CI in Laboratory Practice
CI are widely used in laboratory studies, even if not explicitly recognized by practitioners. They help us make decisions regarding the reliability and equivalence of methods, reagents, and processes. In this section, we’ll explore how CIs are applied in two common laboratory scenarios: Method Comparison and Lot-to-Lot Verification (LTLV) studies.
Method Comparison Study
In a Method Comparison Study, the goal is to evaluate whether two analytical methods, Method A and Method B, produce comparable results. To do this, we often derive a regression equation that links the results of the two methods. The equation takes the form:
Method B = slope × Method A + bias
Slope Distribution and Proportionality
The slope in this regression equation tells us whether the two methods are proportional — whether they give similar results across the range of measurements.
- If the 95% CI of the slope distribution contains the value 1, we conclude that Method A and Method B are proportional. In other words, they behave similarly across the measured range, with no proportional bias
- If the CI of the slope does not include 1, we infer that the two methods are not proportionally comparable, and further investigation or calibration is needed

Bias Distribution and Systematic Difference
Next, we examine the bias (or intercept) in the regression equation, which represents any systematic difference between the two methods.
- If the 95% CI of the bias distribution contains the value 0, we conclude that there is no systematic difference between Method A and Method B
- However, if the CI does not include 0, it indicates that there is a significant systematic bias between the two methods, meaning that one method consistently over- or underestimates relative to the other

Lot-to-Lot Verification Study
Another common use of CIs in the lab is in LTLV study, where we compare the performance of a new reagent lot to an existing (old) lot. In LTLV, we test the same set of specimens using both reagent lots and compare the resulting distributions.

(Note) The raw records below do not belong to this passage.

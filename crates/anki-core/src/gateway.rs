//! Remote collection capabilities required by the engine
//!
//! The engine never talks to the network directly. Everything it needs from
//! the remote collection goes through [`RemoteGateway`]; `anki-connect`
//! provides the HTTP implementation and `anki-test-utils` an in-memory one.
//!
//! Every call is a blocking round trip. Implementations must be usable from
//! several worker threads at once.

use std::collections::BTreeMap;
use std::fmt;

use anki_decl::{CardTemplate, Model, Note};

/// Result type for gateway calls
pub type GatewayResult<T> = std::result::Result<T, GatewayError>;

/// Failure of a single remote call. Never retried within a run.
#[derive(Debug, Clone, PartialEq, Eq, thiserror::Error)]
pub enum GatewayError {
    /// The request did not complete (connection, timeout, HTTP status)
    #[error("transport error: {message}")]
    Transport { message: String },

    /// The remote application answered with an error message
    #[error("remote error on {action}: {message}")]
    Remote { action: String, message: String },

    /// The response could not be understood
    #[error("protocol error: {message}")]
    Protocol { message: String },
}

/// Identifier the remote collection assigns to a note
#[derive(Debug, Clone, Copy, PartialEq, Eq, Hash, PartialOrd, Ord)]
pub struct NoteId(pub i64);

impl NoteId {
    pub fn get(self) -> i64 {
        self.0
    }
}

impl fmt::Display for NoteId {
    fn fmt(&self, f: &mut fmt::Formatter<'_>) -> fmt::Result {
        write!(f, "{}", self.0)
    }
}

/// Identity search key of a note: its primary field and that field's value
#[derive(Debug, Clone, PartialEq, Eq, Hash)]
pub struct NoteQuery {
    pub field: String,
    pub value: String,
}

impl NoteQuery {
    pub fn new(field: impl Into<String>, value: impl Into<String>) -> Self {
        Self {
            field: field.into(),
            value: value.into(),
        }
    }
}

impl fmt::Display for NoteQuery {
    fn fmt(&self, f: &mut fmt::Formatter<'_>) -> fmt::Result {
        write!(f, "{}:{}", self.field, self.value)
    }
}

/// Result of an identity lookup
#[derive(Debug, Clone, PartialEq, Eq)]
pub enum NoteMatch {
    None,
    One(NoteId),
    Many(Vec<NoteId>),
}

impl NoteMatch {
    pub fn from_ids(mut ids: Vec<NoteId>) -> Self {
        match ids.len() {
            0 => NoteMatch::None,
            1 => NoteMatch::One(ids.remove(0)),
            _ => NoteMatch::Many(ids),
        }
    }
}

/// Capabilities the engine requires from the remote collection
pub trait RemoteGateway: Send + Sync {
    fn model_exists(&self, name: &str) -> GatewayResult<bool>;

    fn create_model(&self, model: &Model) -> GatewayResult<()>;

    /// Replace every template of the named model
    fn update_model_templates(&self, name: &str, templates: &[CardTemplate]) -> GatewayResult<()>;

    fn update_model_styling(&self, name: &str, css: &str) -> GatewayResult<()>;

    fn deck_exists(&self, name: &str) -> GatewayResult<bool>;

    fn create_deck(&self, name: &str) -> GatewayResult<()>;

    fn find_note(&self, deck: &str, query: &NoteQuery) -> GatewayResult<NoteMatch>;

    /// Add a note. The remote identifier is not returned; look it up afterwards.
    fn add_note(&self, deck: &str, model: &str, note: &Note) -> GatewayResult<()>;

    fn update_note_fields(&self, id: NoteId, fields: &BTreeMap<String, String>)
    -> GatewayResult<()>;

    fn update_note_tags(&self, id: NoteId, tags: &[String]) -> GatewayResult<()>;
}

impl<G: RemoteGateway + ?Sized> RemoteGateway for &G {
    fn model_exists(&self, name: &str) -> GatewayResult<bool> {
        (**self).model_exists(name)
    }

    fn create_model(&self, model: &Model) -> GatewayResult<()> {
        (**self).create_model(model)
    }

    fn update_model_templates(&self, name: &str, templates: &[CardTemplate]) -> GatewayResult<()> {
        (**self).update_model_templates(name, templates)
    }

    fn update_model_styling(&self, name: &str, css: &str) -> GatewayResult<()> {
        (**self).update_model_styling(name, css)
    }

    fn deck_exists(&self, name: &str) -> GatewayResult<bool> {
        (**self).deck_exists(name)
    }

    fn create_deck(&self, name: &str) -> GatewayResult<()> {
        (**self).create_deck(name)
    }

    fn find_note(&self, deck: &str, query: &NoteQuery) -> GatewayResult<NoteMatch> {
        (**self).find_note(deck, query)
    }

    fn add_note(&self, deck: &str, model: &str, note: &Note) -> GatewayResult<()> {
        (**self).add_note(deck, model, note)
    }

    fn update_note_fields(
        &self,
        id: NoteId,
        fields: &BTreeMap<String, String>,
    ) -> GatewayResult<()> {
        (**self).update_note_fields(id, fields)
    }

    fn update_note_tags(&self, id: NoteId, tags: &[String]) -> GatewayResult<()> {
        (**self).update_note_tags(id, tags)
    }
}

Comparing Distributions of Two Lots
We can visualize the results of testing with the old and new reagent lots by plotting their respective distributions using KDE plots. The key here is to examine the overlap of the CIs for the two distributions.

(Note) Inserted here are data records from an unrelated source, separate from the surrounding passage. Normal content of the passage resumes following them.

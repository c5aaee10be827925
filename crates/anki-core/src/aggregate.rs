//! Thread-safe accumulators shared by concurrent branches of a run
//!
//! These are the only pieces of mutable state shared across deck and note
//! workers. Each wraps a container in a mutex and only ever appends.

use std::collections::HashSet;
use std::sync::{Mutex, PoisonError};

use crate::error::Failures;
use crate::{Error, Result};

/// Append-only collection filled from several threads
#[derive(Debug)]
pub struct Accumulator<T> {
    items: Mutex<Vec<T>>,
}

impl<T> Accumulator<T> {
    pub fn new() -> Self {
        Self {
            items: Mutex::new(Vec::new()),
        }
    }

    pub fn push(&self, item: T) {
        self.items
            .lock()
            .unwrap_or_else(PoisonError::into_inner)
            .push(item);
    }

    pub fn len(&self) -> usize {
        self.items.lock().unwrap_or_else(PoisonError::into_inner).len()
    }

    pub fn is_empty(&self) -> bool {
        self.len() == 0
    }

    pub fn into_inner(self) -> Vec<T> {
        self.items.into_inner().unwrap_or_else(PoisonError::into_inner)
    }
}

impl<T> Default for Accumulator<T> {
    fn default() -> Self {
        Self::new()
    }
}

/// Collects errors from independent branches without stopping any of them
#[derive(Debug, Default)]
pub struct FailureCollector {
    errors: Accumulator<Error>,
}

impl FailureCollector {
    pub fn new() -> Self {
        Self::default()
    }

    pub fn record(&self, error: Error) {
        self.errors.push(error);
    }

    pub fn len(&self) -> usize {
        self.errors.len()
    }

    pub fn is_empty(&self) -> bool {
        self.errors.is_empty()
    }

    /// `Ok` if nothing was recorded, otherwise one composite error holding every cause
    pub fn into_result(self) -> Result<()> {
        let errors = self.errors.into_inner();
        if errors.is_empty() {
            Ok(())
        } else {
            Err(Error::Multiple(Failures::new(errors)))
        }
    }
}

/// Deck names seen so far in a run, used to flag duplicate declarations
#[derive(Debug, Default)]
pub struct DeckRegistry {
    seen: Mutex<HashSet<String>>,
}

impl DeckRegistry {
    pub fn new() -> Self {
        Self::default()
    }

    /// Records `name` and returns `true` if it had already been seen
    pub fn observe(&self, name: &str) -> bool {
        !self
            .seen
            .lock()
            .unwrap_or_else(PoisonError::into_inner)
            .insert(name.to_string())
    }
}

- If the 95% CIs of the two distributions overlap, we conclude that there is no significant difference between the old and new lots, and the LTLV passes. This means the new reagent lot performs equivalently to the old one, and it can be accepted for use
- On the other hand, if the CIs do not overlap, we conclude that the new lot is significantly different, and the LTLV fails. In this case, the new lot is rejected, and further validation or troubleshooting is required

Closing Thoughts
Understanding the overarching concepts in biostatistics, rather than memorizing formulas, is essential for applying these principles in a laboratory setting. With practice, laboratory professionals can build intuition and proficiency, allowing for more accurate interpretation of data and improved decision-making.